Zgromadzenie Narodowe Francji przegłosowało ustawę, która pozwala na legalizację małżeństw homoseksualnych i adopcję przez nie dzieci.
Co to znaczy dla nas? Ano, wcześniej niż prędzej skruszeje polska konserwa. Jeszcze jest opór na zasadzie: czego nie znamy, jest niedobre.
Ale jak ten temat powinien być ugryziony przez Polaków,którzy czują się otwarci, albo pozostają heteroseksualni i nie wiedzą, co począć?
Najlepsza jest debata z podniesioną przyłbicą. A jeszcze lepsze doświadczenie. Jak zachowujemy się w stosunku do znajomych, którzy mają inną orientację seksualną, niż my.
To jest jakaś recepta, lecz nie dla twardogłowych. Lecz kropla drąży skałę. Francuskie krople (i inne) z pewnością zmiękczą polski czerep.
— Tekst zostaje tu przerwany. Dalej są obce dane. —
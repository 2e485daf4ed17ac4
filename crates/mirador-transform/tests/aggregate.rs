use std::collections::HashMap;

use mirador_model::{
    AggregationOptions, ClusterAssignment, CodeMap, DictionaryEntry, DiseaseGroup, Outcome,
    PanelReading, PanelReference, PatientStore, QpcrReading, SequencingData, SiteValues,
    SourceRow, VariableDictionary, VariableType,
};
use mirador_transform::{AggregateError, AggregationContext, CohortSummary, aggregate};
use proptest::prelude::*;

fn reading(idx: usize, value: &str) -> QpcrReading {
    QpcrReading {
        sample_index: idx.to_string(),
        date: format!("2014-06-{:02}", idx),
        value: value.to_string(),
    }
}

fn sex_dictionary() -> VariableDictionary {
    VariableDictionary::new(vec![DictionaryEntry {
        position: 3,
        name: "SEX".to_string(),
        alias: "Sex".to_string(),
        group: "Demographics".to_string(),
        table: "Basic Information".to_string(),
        var_type: VariableType::Category,
        range_spec: Some("1:Male;0:Female".to_string()),
        codes: Some(CodeMap::parse("1:Male;0:Female").expect("codes")),
    }])
}

fn demographics_row(sex: &str) -> SourceRow {
    SourceRow::new(vec![
        "1".to_string(),
        "EP123".to_string(),
        "30".to_string(),
        sex.to_string(),
    ])
}

fn panel_reference() -> PanelReference {
    PanelReference::new(vec![mirador_model::AnalyteInfo {
        name: "ALB".to_string(),
        title: "Albumin [g/dL]".to_string(),
        female_range: "3.3-5.5".parse().expect("range"),
        male_range: "3.3-5.5".parse().expect("range"),
        column: 7,
    }])
}

#[test]
fn positive_patient_without_viral_load() {
    let mut store = PatientStore::new();
    let record = store.get_or_insert("EP123", DiseaseGroup::Positive);
    record.sex = Some("Male".to_string());
    record.demographics = Some(demographics_row("Male"));

    let ctx = AggregationContext::new(store, AggregationOptions::default())
        .with_demographics(sex_dictionary());
    let dataset = aggregate(&ctx).expect("aggregate");

    assert_eq!(dataset.value("EP123", "GID"), Some("EP123"));
    assert_eq!(dataset.value("EP123", "DIAG"), Some("1"));
    assert_eq!(dataset.value("EP123", "SEX"), Some("1"));
    for name in ["PCR", "PCR_MAX", "PCR_MIN", "PCR_AVE"] {
        assert_eq!(dataset.value("EP123", name), Some(""), "{name}");
    }
    let names: Vec<&str> = dataset.catalog().names().collect();
    assert_eq!(
        names,
        vec!["GID", "DIAG", "SEX", "PCR", "PCR_MAX", "PCR_MIN", "PCR_AVE"]
    );
}

#[test]
fn linear_viral_load_statistics() {
    let mut store = PatientStore::new();
    let record = store.get_or_insert("G-1", DiseaseGroup::Positive);
    record.qpcr = vec![reading(1, "1000"), reading(2, "4000")];

    let ctx = AggregationContext::new(store, AggregationOptions::default());
    let dataset = aggregate(&ctx).expect("aggregate");

    assert_eq!(dataset.value("G-1", "PCR"), Some("1000"));
    assert_eq!(dataset.value("G-1", "PCR_MAX"), Some("4000"));
    assert_eq!(dataset.value("G-1", "PCR_MIN"), Some("1000"));
    assert_eq!(dataset.value("G-1", "PCR_AVE"), Some("2500"));
    assert_eq!(dataset.value("G-1", "DOPCR_2"), Some("2014-06-02"));
    assert_eq!(dataset.value("G-1", "PCR_2"), Some("4000"));
}

#[test]
fn log_mode_transforms_before_aggregating() {
    let mut store = PatientStore::new();
    let record = store.get_or_insert("G-1", DiseaseGroup::Positive);
    record.qpcr = vec![reading(1, "99"), reading(2, ""), reading(3, "9999")];

    let options = AggregationOptions::default().with_log_viral_load(true);
    let ctx = AggregationContext::new(store, options);
    let dataset = aggregate(&ctx).expect("aggregate");

    assert_eq!(dataset.value("G-1", "PCR"), Some("2"));
    assert_eq!(dataset.value("G-1", "PCR_MAX"), Some("4"));
    assert_eq!(dataset.value("G-1", "PCR_MIN"), Some("2"));
    assert_eq!(dataset.value("G-1", "PCR_AVE"), Some("3"));
    assert_eq!(dataset.value("G-1", "PCR_2"), Some(""));
    assert_eq!(dataset.value("G-1", "PCR_3"), Some("4"));

    let pcr = dataset.catalog().get("PCR").expect("PCR");
    assert_eq!(pcr.title, "First measured viral load (log units)");
    let slot = dataset.catalog().get("PCR_1").expect("PCR_1");
    assert_eq!(slot.title, "EBOV copies/mL plasma (log units) day 1");
}

#[test]
fn non_numeric_reading_is_missing() {
    let mut store = PatientStore::new();
    let record = store.get_or_insert("G-1", DiseaseGroup::Positive);
    record.qpcr = vec![reading(1, "pending"), reading(2, "50")];

    let ctx = AggregationContext::new(store, AggregationOptions::default());
    let dataset = aggregate(&ctx).expect("aggregate");
    assert_eq!(dataset.value("G-1", "PCR"), Some("50"));
    assert_eq!(dataset.value("G-1", "PCR_1"), Some(""));
    assert_eq!(dataset.value("G-1", "DOPCR_1"), Some("2014-06-01"));
}

#[test]
fn series_are_padded_to_the_longest() {
    let mut store = PatientStore::new();
    let long = store.get_or_insert("G-1", DiseaseGroup::Positive);
    long.qpcr = vec![reading(1, "10"), reading(2, "20"), reading(3, "30")];
    long.panels = vec![
        PanelReading {
            date: "2014-06-01".to_string(),
            values: vec!["4.1".to_string()],
        },
        PanelReading {
            date: "2014-06-02".to_string(),
            values: vec!["3.9".to_string()],
        },
    ];
    let short = store.get_or_insert("G-2", DiseaseGroup::Negative);
    short.qpcr = vec![reading(1, "")];

    let ctx = AggregationContext::new(store, AggregationOptions::default())
        .with_panel_reference(panel_reference());
    let dataset = aggregate(&ctx).expect("aggregate");

    let width = dataset.variables().len();
    assert!(dataset.rows().iter().all(|row| row.cells.len() == width));
    assert_eq!(dataset.value("G-1", "ALB_2"), Some("3.9"));
    assert_eq!(dataset.value("G-2", "DOPANEL_1"), Some(""));
    assert_eq!(dataset.value("G-2", "DOPCR_1"), Some("2014-06-01"));
    assert_eq!(dataset.value("G-2", "PCR_3"), Some(""));
    assert_eq!(dataset.value("G-2", "DIAG"), Some("0"));

    let table = &dataset.catalog().get("ALB_1").expect("ALB_1");
    assert_eq!(table.title, "Albumin [g/dL] day 1");
    assert_eq!(table.table, "Metabolic Panel Day 1");
}

#[test]
fn unmapped_category_values_are_dropped() {
    let mut store = PatientStore::new();
    store
        .get_or_insert("EP123", DiseaseGroup::Positive)
        .demographics = Some(demographics_row("M"));
    store.get_or_insert("EP124", DiseaseGroup::Positive);

    let ctx = AggregationContext::new(store, AggregationOptions::default())
        .with_demographics(sex_dictionary());
    let dataset = aggregate(&ctx).expect("aggregate");
    assert_eq!(dataset.value("EP123", "SEX"), Some(""));
    assert_eq!(dataset.value("EP124", "SEX"), Some(""));
}

#[test]
fn sequencing_columns_only_when_enabled() {
    let mut store = PatientStore::new();
    store.get_or_insert("G-3686", DiseaseGroup::Positive);
    store.get_or_insert("G-1", DiseaseGroup::Positive);

    let mut snp = SiteValues::snp(10218);
    snp.values.insert("G-3686".to_string(), "1".to_string());
    let mut af = SiteValues::allele_frequency(10218);
    af.values.insert("G-3686".to_string(), "0.88".to_string());
    af.values.insert("G-9999".to_string(), "0.5".to_string());
    let sequencing = SequencingData {
        snps: vec![snp],
        allele_frequencies: vec![af],
        clusters: HashMap::from([("G-3686".to_string(), ClusterAssignment::parse("2.13"))]),
    };

    let disabled = AggregationContext::new(store.clone(), AggregationOptions::default())
        .with_sequencing(sequencing.clone());
    assert!(aggregate(&disabled).expect("aggregate").catalog().get("CLUST").is_none());

    let enabled = AggregationContext::new(store, AggregationOptions::default().with_sequencing(true))
        .with_sequencing(sequencing);
    let dataset = aggregate(&enabled).expect("aggregate");
    assert_eq!(dataset.value("G-3686", "SNP10218"), Some("1"));
    assert_eq!(dataset.value("G-3686", "AF10218"), Some("0.88"));
    assert_eq!(dataset.value("G-3686", "CLUST"), Some("2"));
    assert_eq!(dataset.value("G-3686", "MCLUST"), Some("1"));
    assert_eq!(dataset.value("G-3686", "SCLUST"), Some("3"));
    assert_eq!(dataset.value("G-3686", "MSCLUST"), Some("0"));
    assert_eq!(dataset.value("G-1", "SNP10218"), Some(""));
    assert_eq!(dataset.value("G-1", "CLUST"), Some(""));
    assert!(dataset.row("G-9999").is_none());

    let clust = dataset.catalog().get("SCLUST").expect("SCLUST");
    assert_eq!(clust.range_spec, "1:Sub-cluster a;2:Sub-cluster b;3:Sub-cluster c");
    assert_eq!(dataset.catalog().get("MSCLUST").map(|v| v.var_type), Some(VariableType::Int));
}

fn category_entry(position: usize, name: &str, alias: &str, spec: &str) -> DictionaryEntry {
    DictionaryEntry {
        position,
        name: name.to_string(),
        alias: alias.to_string(),
        group: "Demographics".to_string(),
        table: "Basic Information".to_string(),
        var_type: VariableType::Category,
        range_spec: Some(spec.to_string()),
        codes: Some(CodeMap::parse(spec).expect("codes")),
    }
}

#[test]
fn dictionary_columns_follow_file_order() {
    let mut store = PatientStore::new();
    let record = store.get_or_insert("EP123", DiseaseGroup::Positive);
    record.demographics = Some(SourceRow::new(
        ["1", "EP123", "30", "Female", "", "", "", "Died"]
            .iter()
            .map(|cell| (*cell).to_string())
            .collect(),
    ));
    let dictionary = VariableDictionary::new(vec![
        category_entry(7, "OUT", "Outcome", "1:Died;0:Discharged"),
        category_entry(3, "SEX", "Sex", "1:Male;0:Female"),
    ]);
    let ctx = AggregationContext::new(store, AggregationOptions::default())
        .with_demographics(dictionary);
    let dataset = aggregate(&ctx).expect("aggregate");

    let names: Vec<&str> = dataset.catalog().names().take(4).collect();
    assert_eq!(names, vec!["GID", "DIAG", "OUT", "SEX"]);
    assert_eq!(dataset.value("EP123", "OUT"), Some("1"));
    assert_eq!(dataset.value("EP123", "SEX"), Some("0"));
}

#[test]
fn patient_id_keeps_its_dictionary_spelling() {
    let mut store = PatientStore::new();
    store.get_or_insert("G-1", DiseaseGroup::Negative);
    let ctx = AggregationContext::new(store, AggregationOptions::default());
    let dataset = aggregate(&ctx).expect("aggregate");
    let gid = dataset.catalog().get("GID").expect("GID");
    assert_eq!(gid.var_type, VariableType::String);
    assert_eq!(gid.type_label(), "String");
    let diag = dataset.catalog().get("DIAG").expect("DIAG");
    assert_eq!(diag.type_label(), "category");
}

#[test]
fn duplicate_variable_names_fail() {
    let mut store = PatientStore::new();
    store.get_or_insert("G-1", DiseaseGroup::Positive);
    let dictionary = VariableDictionary::new(vec![DictionaryEntry {
        position: 2,
        name: "PCR".to_string(),
        alias: "Clash".to_string(),
        group: "Clinical".to_string(),
        table: "Signs".to_string(),
        var_type: VariableType::String,
        range_spec: None,
        codes: None,
    }]);
    let ctx = AggregationContext::new(store, AggregationOptions::default())
        .with_case_notification(dictionary);
    assert!(matches!(
        aggregate(&ctx),
        Err(AggregateError::DuplicateVariable { name }) if name == "PCR"
    ));
}

#[test]
fn frame_matches_rows() {
    let mut store = PatientStore::new();
    store.get_or_insert("G-1", DiseaseGroup::Positive).qpcr = vec![reading(1, "10")];
    store.get_or_insert("G-2", DiseaseGroup::Negative);
    let ctx = AggregationContext::new(store, AggregationOptions::default());
    let dataset = aggregate(&ctx).expect("aggregate");
    let frame = dataset.to_frame().expect("frame");
    assert_eq!(frame.record_count(), 2);
    assert_eq!(frame.column_names()[0], "GID");
    assert_eq!(frame.row_values(1), dataset.rows()[1].cells);
}

#[test]
fn summary_counts_positive_outcomes() {
    let mut store = PatientStore::new();
    let died = store.get_or_insert("G-1", DiseaseGroup::Positive);
    died.outcome = Some(Outcome::Died);
    died.sex = Some("Female".to_string());
    died.qpcr = vec![reading(1, "")];
    let discharged = store.get_or_insert("G-2", DiseaseGroup::Positive);
    discharged.outcome = Some(Outcome::Discharged);
    discharged.qpcr = vec![reading(1, "10")];
    store.get_or_insert("G-3", DiseaseGroup::Negative).sex = Some("Male".to_string());

    let summary = CohortSummary::from_store(&store);
    assert_eq!(summary.total, 3);
    assert_eq!(summary.positive, 2);
    assert_eq!(summary.positive_by_sex.female, 1);
    assert_eq!(summary.positive_by_sex.unknown, 1);
    assert_eq!(summary.known_outcome, 2);
    assert_eq!(summary.with_viral_load, 1);
    assert_eq!(summary.no_viral_load_fatal, 1);
    assert_eq!(summary.negative_by_sex.male, 1);
    assert_eq!(summary.lines().len(), 16);
}

proptest! {
    #[test]
    fn log_minimum_is_minimum_of_logs(values in prop::collection::vec(0u32..1_000_000, 1..8)) {
        let mut store = PatientStore::new();
        store.get_or_insert("G-1", DiseaseGroup::Positive).qpcr = values
            .iter()
            .enumerate()
            .map(|(idx, v)| reading(idx + 1, &v.to_string()))
            .collect();
        let options = AggregationOptions::default().with_log_viral_load(true);
        let dataset = aggregate(&AggregationContext::new(store, options)).expect("aggregate");

        let expected = values
            .iter()
            .map(|&v| (1.0 + f64::from(v)).log10())
            .fold(f64::INFINITY, f64::min);
        let min: f64 = dataset.value("G-1", "PCR_MIN").expect("PCR_MIN").parse().expect("number");
        prop_assert_eq!(min, expected);
    }

    #[test]
    fn every_row_has_full_width(lengths in prop::collection::vec(0usize..5, 1..6)) {
        let mut store = PatientStore::new();
        for (idx, &len) in lengths.iter().enumerate() {
            let record = store.get_or_insert(&format!("G-{idx}"), DiseaseGroup::Positive);
            record.qpcr = (1..=len).map(|slot| reading(slot, "5")).collect();
        }
        let max = lengths.iter().copied().max().unwrap_or(0);
        let dataset = aggregate(&AggregationContext::new(store, AggregationOptions::default()))
            .expect("aggregate");

        prop_assert_eq!(dataset.variables().len(), 2 + 4 + 2 * max);
        for (row, &len) in dataset.rows().iter().zip(&lengths) {
            prop_assert_eq!(row.cells.len(), dataset.variables().len());
            let slots = &row.cells[6..];
            for (slot, pair) in slots.chunks(2).enumerate() {
                if slot < len {
                    prop_assert_eq!(pair[1].as_str(), "5");
                } else {
                    prop_assert!(pair.iter().all(String::is_empty));
                }
            }
        }
    }
}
Czy to jest groźne dla tradycyjnej rodziny? I tu występuje problem intelektualny dla skamieliny. Tradycyjnej rodziny już nie ma od dwóch pokoleń. Zręby nowej tradycji sami tworzymy.
A tak na marginesie. W starożytnej Polsce - szlacheckiej - francą nazywano wszelkie choroby, które spowodowane były seksem (najczęściej pozamałżeńskim).
I ta decyzja francuskiej "mody" będzie nazwana przez polskiego kołtuna - francą.